I changed "color" to "colour" to conform with what appeared to be the majority of the spellings. Are there other UK/US variations that should be fixed? -- Astrochemist 20:20, 18 April 2007 (UTC)

Yes: "honor" should be changed to the UK English spelling "honour" in a similar way I feel. Kadior 22/4/07

[edit] Vandalism

We have a serious issue, since this page (John Dalton) has been vandalized repeatedly from different ip addresses. We need to find a way to stop this. - NSD Student 03:30, 27 September 2006 (UTC)

Article was adapted from 1911 encyclopedia.

I think this fact should be mentioned somewhere on the main page. Also, there's a problem with the number in the very last sentence. AxelBoldt

Have put a note on the main page (I'll do this for all articles in future). There seems to be some problems with whatever OCR the text was scanned through, some of the text of other articles is almost unreadable. sodium

I think you are right there is a lot of information that is not on this page that should be. It would be really cool if I could talk to John Dalton. The name of this page refers to talking to John Dalton. I am mad that it is deceiving.

all the text is ASS exactly identical to that found on reference.com ... - tara

Because reference.com copied the contents, and credits it like they should. See Wikipedia:Mirrors and forks. andy 20:36, 26 November 2005 (UTC)

Wait, what vandalization has been going on? What exactly has been posted?--- Odin 19:02, 28 September 2006 (UTC)

I believe This is one example, currently up: " Dalton was unable to attend Oxford or Cambridge because they were only open to members of the Church of England(fags)." I'm going to change it. Any objections?- Nevermind, someone already did.


Unsurprising for a 1911 source, the text simply describes Dalton as a sloppy experimentalist. There should be some mention of the appearance of Dalton's work in support of the Law of Exact Proportions'fdsfesdesw65e86udftdc' as a case study in Thomas Kuhn's The Structure of Scientific Revolutions. -- Alan Peakall 18:29 Feb 18, 2003 (UTC)

[edit] Page name

There are several links to this page that mean to be going to The Kinks' John Dalton. Specifically, at least The Kinks and Mick Avory erroneously lead here. I don't know if there is a real page for the other John Dalton, but somebody ought to correct it.

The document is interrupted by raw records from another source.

//! The model-mode driver record (spec 6): the set of assumptions the
//! five-step reconciliation loop consumes. Required fields have no
//! default; every other field defaults as spec 6 specifies so a caller
//! may submit a partial record.

use rust_decimal::Decimal;
use serde::{Deserialize, Serialize};
use serde_json::Value;
use std::collections::BTreeMap;

fn zero() -> Decimal {
    Decimal::ZERO
}

/// Driver assumptions for one period's model-mode run (spec 4.5.2, 6).
///
/// `extra` retains any fields the caller submitted that are not part of
/// this record, so they round-trip unchanged into the output (spec 6:
/// "Extra fields are retained unchanged in the output for
/// round-tripping.").
#[derive(Debug, Clone, Serialize, Deserialize)]
pub struct DriverRecord {
    /// Required: period revenue.
    pub revenue: Decimal,
    /// Required: period cost of goods/services sold.
    pub cost: Decimal,
    /// Required: cash balance at the start of the period.
    pub opening_cash: Decimal,

    /// Operating expense outside cost of sales.
    #[serde(default = "zero")]
    pub other_expense: Decimal,
    /// Interest-bearing debt outstanding at period start.
    #[serde(default = "zero")]
    pub opening_debt: Decimal,
    /// Contributed-capital equity at period start.
    #[serde(default = "zero")]
    pub opening_equity: Decimal,
    /// Retained earnings at period start.
    #[serde(default = "zero")]
    pub opening_retained: Decimal,
    /// Accounts receivable at period start.
    #[serde(default = "zero")]
    pub opening_receivable: Decimal,
    /// Accounts payable at period start.
    #[serde(default = "zero")]
    pub opening_payable: Decimal,
    /// Inventory at period start.
    #[serde(default = "zero")]
    pub opening_inventory: Decimal,
    /// Gross fixed-asset cost at period start.
    #[serde(default = "zero")]
    pub fixed_asset_cost: Decimal,
    /// Accumulated depreciation at period start.
    #[serde(default = "zero")]
    pub accum_depreciation: Decimal,
    /// Useful life in periods; `0` disables depreciation.
    #[serde(default = "zero")]
    pub fixed_asset_life: Decimal,
    /// Salvage value at end of useful life.
    #[serde(default = "zero")]
    pub fixed_asset_salvage: Decimal,
    /// Period interest rate on debt.
    #[serde(default = "zero")]
    pub interest_rate: Decimal,
    /// Statutory tax rate applied to positive pre-tax income.
    #[serde(default = "zero")]
    pub tax_rate: Decimal,
    /// Dividend declared for the period.
    #[serde(default = "zero")]
    pub dividend: Decimal,
    /// Capital expenditure during the period.
    #[serde(default = "zero")]
    pub capex: Decimal,
    /// Minimum cash balance the financing step defends.
    #[serde(default = "zero")]
    pub min_cash: Decimal,
    /// New equity issued during the period.
    #[serde(default = "zero")]
    pub new_equity: Decimal,
    /// Scheduled debt repayment during the period.
    #[serde(default = "zero")]
    pub repayment: Decimal,

    /// Forward-compatible extra fields, retained verbatim (spec 9's
    /// "dict-shaped payloads" note: an explicit extension map, not
    /// attribute-name magic).
    #[serde(flatten)]
    pub extra: BTreeMap<String, Value>,
}

impl DriverRecord {
    /// A driver record with only the three required fields set and every
    /// optional field at its spec-6 default.
    #[must_use]
    pub fn new(revenue: Decimal, cost: Decimal, opening_cash: Decimal) -> Self {
        Self {
            revenue,
            cost,
            opening_cash,
            other_expense: Decimal::ZERO,
            opening_debt: Decimal::ZERO,
            opening_equity: Decimal::ZERO,
            opening_retained: Decimal::ZERO,
            opening_receivable: Decimal::ZERO,
            opening_payable: Decimal::ZERO,
            opening_inventory: Decimal::ZERO,
            fixed_asset_cost: Decimal::ZERO,
            accum_depreciation: Decimal::ZERO,
            fixed_asset_life: Decimal::ZERO,
            fixed_asset_salvage: Decimal::ZERO,
            interest_rate: Decimal::ZERO,
            tax_rate: Decimal::ZERO,
            dividend: Decimal::ZERO,
            capex: Decimal::ZERO,
            min_cash: Decimal::ZERO,
            new_equity: Decimal::ZERO,
            repayment: Decimal::ZERO,
            extra: BTreeMap::new(),
        }
    }

    /// Returns a copy with one named field overridden, for the
    /// [`super::scenario`] sweep. Recognizes every field in this record
    /// except `extra`.
    ///
    /// # Errors
    ///
    /// Returns `Err` with the field name if it is not recognized.
    pub fn with_field(&self, field: &str, value: Decimal) -> Result<Self, String> {
        let mut out = self.clone();
        match field {
            "revenue" => out.revenue = value,
            "cost" => out.cost = value,
            "opening_cash" => out.opening_cash = value,
            "other_expense" => out.other_expense = value,
            "opening_debt" => out.opening_debt = value,
            "opening_equity" => out.opening_equity = value,
            "opening_retained" => out.opening_retained = value,
            "opening_receivable" => out.opening_receivable = value,
            "opening_payable" => out.opening_payable = value,
            "opening_inventory" => out.opening_inventory = value,
            "fixed_asset_cost" => out.fixed_asset_cost = value,
            "accum_depreciation" => out.accum_depreciation = value,
            "fixed_asset_life" => out.fixed_asset_life = value,
            "fixed_asset_salvage" => out.fixed_asset_salvage = value,
            "interest_rate" => out.interest_rate = value,
            "tax_rate" => out.tax_rate = value,
            "dividend" => out.dividend = value,
            "capex" => out.capex = value,
            "min_cash" => out.min_cash = value,
            "new_equity" => out.new_equity = value,
            "repayment" => out.repayment = value,
            other => return Err(other.to_string()),
        }
        Ok(out)
    }
}

#[cfg(test)]
mod tests {
    use super::*;
    use rust_decimal_macros::dec;

    #[test]
    fn partial_json_fills_defaults() {
        let json = r#"{"revenue": 20000, "cost": 12000, "opening_cash": 5000}"#;
        let driver: DriverRecord = serde_json::from_str(json).unwrap();
        assert_eq!(driver.revenue, dec!(20000));
        assert_eq!(driver.other_expense, Decimal::ZERO);
        assert_eq!(driver.tax_rate, Decimal::ZERO);
    }

    #[test]
    fn extra_fields_round_trip() {
        let json = r#"{"revenue": 1, "cost": 1, "opening_cash": 1, "notes": "q1 forecast"}"#;
        let driver: DriverRecord = serde_json::from_str(json).unwrap();
        assert_eq!(driver.extra.get("notes").unwrap(), "q1 forecast");
        let back = serde_json::to_value(&driver).unwrap();
        assert_eq!(back["notes"], "q1 forecast");
    }

    #[test]
    fn with_field_overrides_named_field() {
        let driver = DriverRecord::new(dec!(1), dec!(1), dec!(1));
        let updated = driver.with_field("min_cash", dec!(8000)).unwrap();
        assert_eq!(updated.min_cash, dec!(8000));
        assert!(driver.with_field("not_a_field", dec!(1)).is_err());
    }
}
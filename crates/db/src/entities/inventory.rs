//! Inventory costing sub-ledger (C5): `inventory_batches`,
//! `inventory_moves`, `inventory_counts`, `inventory_serials`.

pub mod inventory_batches {
    use sea_orm::entity::prelude::*;
    use serde::{Deserialize, Serialize};

    #[derive(Clone, Debug, PartialEq, Eq, DeriveEntityModel, Serialize, Deserialize)]
    #[sea_orm(table_name = "inventory_batches")]
    pub struct Model {
        #[sea_orm(primary_key, auto_increment = false)]
        pub id: Uuid,
        pub sku: String,
        pub received_at: Date,
        pub quantity: Decimal,
        pub unit_cost: Decimal,
        pub remaining_quantity: Decimal,
    }

    #[derive(Copy, Clone, Debug, EnumIter, DeriveRelation)]
    pub enum Relation {}

    impl ActiveModelBehavior for ActiveModel {}
}

pub mod inventory_moves {
    use sea_orm::entity::prelude::*;
    use serde::{Deserialize, Serialize};

    /// One receipt or issue against a sku, with the costing outcome
    /// already resolved (spec 4.4: FIFO/moving-average/standard).
    #[derive(Clone, Debug, PartialEq, Eq, DeriveEntityModel, Serialize, Deserialize)]
    #[sea_orm(table_name = "inventory_moves")]
    pub struct Model {
        #[sea_orm(primary_key, auto_increment = false)]
        pub id: Uuid,
        pub sku: String,
        pub voucher_id: Option<Uuid>,
        pub direction: String,
        pub quantity: Decimal,
        pub unit_cost: Decimal,
        pub amount: Decimal,
        pub moved_at: Date,
    }

    #[derive(Copy, Clone, Debug, EnumIter, DeriveRelation)]
    pub enum Relation {}

    impl ActiveModelBehavior for ActiveModel {}
}

pub mod inventory_counts {
    use sea_orm::entity::prelude::*;
    use serde::{Deserialize, Serialize};

    /// A physical-count reconciliation: counted quantity against
    /// system quantity, producing the deficit/surplus adjustment
    /// voucher.
    #[derive(Clone, Debug, PartialEq, Eq, DeriveEntityModel, Serialize, Deserialize)]
    #[sea_orm(table_name = "inventory_counts")]
    pub struct Model {
        #[sea_orm(primary_key, auto_increment = false)]
        pub id: Uuid,
        pub sku: String,
        pub counted_at: Date,
        pub system_quantity: Decimal,
        pub counted_quantity: Decimal,
        pub adjustment_voucher_id: Option<Uuid>,
    }

    #[derive(Copy, Clone, Debug, EnumIter, DeriveRelation)]
    pub enum Relation {}

    impl ActiveModelBehavior for ActiveModel {}
}

pub mod inventory_serials {
    use sea_orm::entity::prelude::*;
    use serde::{Deserialize, Serialize};

    /// Serial/lot traceability for a single unit within a batch.
    #[derive(Clone, Debug, PartialEq, Eq, DeriveEntityModel, Serialize, Deserialize)]
    #[sea_orm(table_name = "inventory_serials")]
    pub struct Model {
        #[sea_orm(primary_key, auto_increment = false)]
        pub id: Uuid,
        pub batch_id: Uuid,
        pub serial_no: String,
        pub is_consumed: bool,
    }

    #[derive(Copy, Clone, Debug, EnumIter, DeriveRelation)]
    pub enum Relation {
        #[sea_orm(
            belongs_to = "super::inventory_batches::Entity",
            from = "Column::BatchId",
            to = "super::inventory_batches::Column::Id"
        )]
        Batch,
    }

    impl ActiveModelBehavior for ActiveModel {}
}
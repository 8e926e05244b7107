//! Voucher Store and Balance Engine (spec 4.1, 4.2): the draft-to-confirmed
//! state machine, admission rules, voucher numbering, and the flat balance
//! index with period rollover and rebuild-by-replay.

pub mod balance;
pub mod error;
pub mod numbering;
pub mod types;
pub mod voucher;

pub use balance::{rebuild, Balance, BalanceKey};
pub use error::LedgerError;
pub use numbering::format_voucher_no;
pub use types::{
    EntryKind, Voucher, VoucherEntry, VoucherEntryRequest, VoucherRequest, VoucherStatus,
    VoucherTotals, BALANCE_TOLERANCE,
};
pub use voucher::{admit, Admission};
//! Pagination types for list endpoints.

use serde::{Deserialize, Serialize};

/// Request parameters for paginated queries.
#[derive(Debug, Clone, Serialize, Deserialize)]
pub struct PageRequest {
    /// Page number (1-indexed).
    #[serde(default = "default_page")]
    pub page: u32,
    /// Number of items per page.
    #[serde(default = "default_per_page")]
    pub per_page: u32,
}

fn default_page() -> u32 {
    1
}

fn default_per_page() -> u32 {
    20
}

impl Default for PageRequest {
    fn default() -> Self {
        Self {
            page: default_page(),
            per_page: default_per_page(),
        }
    }
}

impl PageRequest {
    /// Calculates the offset for database queries.
    #[must_use]
    pub fn offset(&self) -> u64 {
        u64::from((self.page.saturating_sub(1)) * self.per_page)
    }

    /// Returns the limit for database queries.
    #[must_use]
    pub fn limit(&self) -> u64 {
        u64::from(self.per_page)
    }
}

/// Response wrapper for paginated data.
#[derive(Debug, Clone, Serialize, Deserialize)]
pub struct PageResponse<T> {
    /// The items in the current page.
    pub data: Vec<T>,
    /// Pagination metadata.
    pub meta: PageMeta,
}

/// Pagination metadata.
#[derive(Debug, Clone, Serialize, Deserialize)]
pub struct PageMeta {
    /// Current page number.
    pub page: u32,
    /// Items per page.
    pub per_page: u32,
    /// Total number of items across all pages.
    pub total: u64,
    /// Total number of pages.
    pub total_pages: u32,
}

impl<T> PageResponse<T> {
    /// Creates a new paginated response.
    #[must_use]
    pub fn new(data: Vec<T>, page: u32, per_page: u32, total: u64) -> Self {
        let total_pages = if total == 0 {
            1
        } else {
            ((total as f64) / (per_page as f64)).ceil() as u32
        };

        Self {
            data,
            meta: PageMeta {
                page,
                per_page,
                total,
                total_pages,
            },
        }
    }
}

On the other hand, it's pretty funny to be on The Kink's page, and click on the name of the former bassist and end up here.

I have now created a John Dalton (disambiguation), and fixed those two links for the musician (as well as one more for a US secretary of the navy). andy 11:14, 18 Apr 2005 (UTC)

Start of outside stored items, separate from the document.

//! Chart-of-accounts repository (C1).

use sea_orm::{ActiveModelTrait, ColumnTrait, DatabaseConnection, EntityTrait, QueryFilter, Set};

use zeltra_core::coa::{Account, AccountType, CashFlowCategory, NormalSide};
use zeltra_core::ledger::LedgerError;

use crate::entities::coa::accounts;

fn to_domain(model: accounts::Model) -> Account {
    Account {
        code: model.code,
        name: model.name,
        account_type: parse_account_type(&model.r#type),
        normal_side: parse_normal_side(&model.direction),
        cash_flow_category: parse_cash_flow(&model.cash_flow),
        parent_code: model.parent_code,
        enabled: model.enabled,
        system_seeded: model.system,
        revaluable: false,
    }
}

fn parse_account_type(s: &str) -> AccountType {
    match s {
        "liability" => AccountType::Liability,
        "equity" => AccountType::Equity,
        "revenue" => AccountType::Revenue,
        "expense" => AccountType::Expense,
        _ => AccountType::Asset,
    }
}

fn parse_normal_side(s: &str) -> NormalSide {
    if s == "credit" {
        NormalSide::Credit
    } else {
        NormalSide::Debit
    }
}

fn parse_cash_flow(s: &str) -> CashFlowCategory {
    match s {
        "operating" => CashFlowCategory::Operating,
        "investing" => CashFlowCategory::Investing,
        "financing" => CashFlowCategory::Financing,
        _ => CashFlowCategory::None,
    }
}

fn type_str(t: AccountType) -> &'static str {
    match t {
        AccountType::Asset => "asset",
        AccountType::Liability => "liability",
        AccountType::Equity => "equity",
        AccountType::Revenue => "revenue",
        AccountType::Expense => "expense",
    }
}

fn side_str(s: NormalSide) -> &'static str {
    match s {
        NormalSide::Debit => "debit",
        NormalSide::Credit => "credit",
    }
}

fn cash_flow_str(c: CashFlowCategory) -> &'static str {
    match c {
        CashFlowCategory::Operating => "operating",
        CashFlowCategory::Investing => "investing",
        CashFlowCategory::Financing => "financing",
        CashFlowCategory::None => "none",
    }
}

/// Repository for the `accounts` table.
pub struct AccountRepository<'a> {
    db: &'a DatabaseConnection,
}

impl<'a> AccountRepository<'a> {
    /// Builds a repository bound to `db`.
    #[must_use]
    pub fn new(db: &'a DatabaseConnection) -> Self {
        Self { db }
    }

    /// Loads one account by code.
    ///
    /// # Errors
    ///
    /// Returns [`LedgerError::Database`] on a persistence failure.
    #[tracing::instrument(skip(self))]
    pub async fn find(&self, code: &str) -> Result<Option<Account>, LedgerError> {
        accounts::Entity::find_by_id(code.to_string())
            .one(self.db)
            .await
            .map(|opt| opt.map(to_domain))
            .map_err(|e| LedgerError::Database(e.to_string()))
    }

    /// Loads every account, enabled or not.
    ///
    /// # Errors
    ///
    /// Returns [`LedgerError::Database`] on a persistence failure.
    pub async fn list_all(&self) -> Result<Vec<Account>, LedgerError> {
        accounts::Entity::find()
            .all(self.db)
            .await
            .map(|rows| rows.into_iter().map(to_domain).collect())
            .map_err(|e| LedgerError::Database(e.to_string()))
    }

    /// Loads every account sharing `parent_code`, used to compute a new
    /// account's hierarchy `level`.
    ///
    /// # Errors
    ///
    /// Returns [`LedgerError::Database`] on a persistence failure.
    pub async fn children_of(&self, parent_code: &str) -> Result<Vec<Account>, LedgerError> {
        accounts::Entity::find()
            .filter(accounts::Column::ParentCode.eq(parent_code))
            .all(self.db)
            .await
            .map(|rows| rows.into_iter().map(to_domain).collect())
            .map_err(|e| LedgerError::Database(e.to_string()))
    }

    /// Inserts a new account after validating it against its (already
    /// loaded) parent with [`Account::validate_against_parent`].
    ///
    /// # Errors
    ///
    /// Returns the validation error, mapped to [`LedgerError`], or
    /// [`LedgerError::Database`] on a persistence failure.
    #[tracing::instrument(skip(self, account))]
    pub async fn create(&self, account: &Account, parent: Option<&Account>, level: i32) -> Result<(), LedgerError> {
        account
            .validate_against_parent(parent)
            .map_err(|e| LedgerError::Database(e.to_string()))?;

        let model = accounts::ActiveModel {
            code: Set(account.code.clone()),
            name: Set(account.name.clone()),
            level: Set(level),
            parent_code: Set(account.parent_code.clone()),
            r#type: Set(type_str(account.account_type).to_string()),
            direction: Set(side_str(account.normal_side).to_string()),
            cash_flow: Set(cash_flow_str(account.cash_flow_category).to_string()),
            enabled: Set(account.enabled),
            system: Set(account.system_seeded),
        };
        model.insert(self.db).await.map_err(|e| LedgerError::Database(e.to_string()))?;
        tracing::info!(code = %account.code, "account created");
        Ok(())
    }

    /// Disables an account (enable = false never deletes a row; a
    /// system-seeded or posted-to account can never be removed outright,
    /// per [`Account::validate_can_delete`]).
    ///
    /// # Errors
    ///
    /// Returns [`LedgerError::AccountNotFound`] if `code` does not exist,
    /// or [`LedgerError::Database`] on a persistence failure.
    pub async fn set_enabled(&self, code: &str, enabled: bool) -> Result<(), LedgerError> {
        let existing = accounts::Entity::find_by_id(code.to_string())
            .one(self.db)
            .await
            .map_err(|e| LedgerError::Database(e.to_string()))?
            .ok_or_else(|| LedgerError::AccountNotFound(code.to_string()))?;
        let mut model: accounts::ActiveModel = existing.into();
        model.enabled = Set(enabled);
        model.update(self.db).await.map_err(|e| LedgerError::Database(e.to_string()))?;
        tracing::info!(code, enabled, "account enabled flag changed");
        Ok(())
    }
}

Can we rename the article back to John Dalton? The scientist is by far the best known person of this name so it would seem appropriate. Billlion 19:16, 1 February 2006 (UTC)

[edit] Spam link?

There are some good bios on Dalton out there. I will hold off if it really bothers you so much. -- Pinktulip 11:06, 25 January 2006 (UTC)

[edit] John Dalton

Article is terribly written.

some of it is, sentences like "John Dalton was born September 6, 1766 in Eaglesfield, Cumberland and received his early education from his father and from John Fletcher, a teacher of the Quaker school at Cumberland, on whose retirement in 1778 he himself started teaching."
If he was a techer before, how come he became a teacher after retirement? fwed66 20:50, 08 october 2006 (GMT)

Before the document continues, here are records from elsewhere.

//! Typed IDs for type-safe entity references.
//!
//! Using typed IDs prevents accidentally passing a `VoucherId` where an
//! `ArItemId` is expected. `Account`s and `Period`s are keyed by their own
//! natural string keys (`code`, `YYYY-MM`) and have no typed UUID wrapper.

use serde::{Deserialize, Serialize};
use uuid::Uuid;

/// Macro to generate typed ID wrappers.
macro_rules! typed_id {
    ($name:ident, $doc:expr) => {
        #[doc = $doc]
        #[derive(Debug, Clone, Copy, PartialEq, Eq, Hash, Serialize, Deserialize)]
        #[serde(transparent)]
        pub struct $name(pub Uuid);

        impl $name {
            /// Creates a new random ID using UUID v7 (time-ordered).
            #[must_use]
            pub fn new() -> Self {
                Self(Uuid::now_v7())
            }

            /// Creates an ID from an existing UUID.
            #[must_use]
            pub const fn from_uuid(uuid: Uuid) -> Self {
                Self(uuid)
            }

            /// Returns the inner UUID.
            #[must_use]
            pub const fn into_inner(self) -> Uuid {
                self.0
            }
        }

        impl Default for $name {
            fn default() -> Self {
                Self::new()
            }
        }

        impl std::fmt::Display for $name {
            fn fmt(&self, f: &mut std::fmt::Formatter<'_>) -> std::fmt::Result {
                write!(f, "{}", self.0)
            }
        }

        impl std::str::FromStr for $name {
            type Err = uuid::Error;

            fn from_str(s: &str) -> Result<Self, Self::Err> {
                Ok(Self(Uuid::parse_str(s)?))
            }
        }
    };
}

typed_id!(VoucherId, "Unique identifier for a voucher.");
typed_id!(
    VoucherEntryId,
    "Unique identifier for a single voucher entry line."
);
typed_id!(DimensionValueId, "Unique identifier for a dimension value.");

impl DimensionValueId {
    /// The sentinel value representing "no dimension reference". The
    /// balance index (spec 3) keys on dimension-absent entries uniformly
    /// by this value rather than by `Option::None`.
    #[must_use]
    pub const fn none() -> Self {
        Self(Uuid::nil())
    }

    /// Whether this is the sentinel "absent" value.
    #[must_use]
    pub fn is_none(self) -> bool {
        self.0.is_nil()
    }
}
typed_id!(ArItemId, "Unique identifier for an accounts-receivable open item.");
typed_id!(ApItemId, "Unique identifier for an accounts-payable open item.");
typed_id!(
    InventoryBatchId,
    "Unique identifier for an inventory costing batch (lot)."
);
typed_id!(FixedAssetId, "Unique identifier for a fixed asset.");
typed_id!(
    CipProjectId,
    "Unique identifier for a construction-in-progress project."
);
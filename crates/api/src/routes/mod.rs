//! API route definitions.

use axum::Router;

use crate::AppState;

pub mod accounts;
pub mod health;
pub mod periods;
pub mod statements;
pub mod vouchers;

/// Creates the API router with all routes.
pub fn api_routes() -> Router<AppState> {
    Router::new()
        .merge(health::routes())
        .merge(accounts::routes())
        .merge(vouchers::routes())
        .merge(periods::routes())
        .merge(statements::routes())
}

I think it means that it was Fletcher who retired, and that Dalton took his place, but your right, it is kind of a bad sentence, because it's too long. I'm not sure what it's supposed to say, though, so I won't change it myself. - 69.166.72.148 23:03, 12 October 2006

I think you all are doing a very great job on this project. - Sai21 22:20, 6 March 2007

[edit] Dalton-genius

Would have been interesting to mention how very brilliant Dalton was. Please see Bill Bryson's History of Nearly Everything. In the book I believe the author mentions that at 12 years of age Dalton was something of a headmaster at a local school. At 14 he was reading Newtons Principia in Latin and "and other works of a similarly challenging nature." At his Death, over 40,000 attended. He was an interesting personality. —The preceding unsigned comment was added by 70.191.228.234 (talk) 03:59, 17 April 2007 (UTC).

[edit] Bio/Ref?

Another possible entry for the bio:

http://www.exnet.com/1996/04/15/science/science.html —Preceding unsigned comment added by 195.137.27.82 (talk) 23:22, 17 February 2008 (UTC)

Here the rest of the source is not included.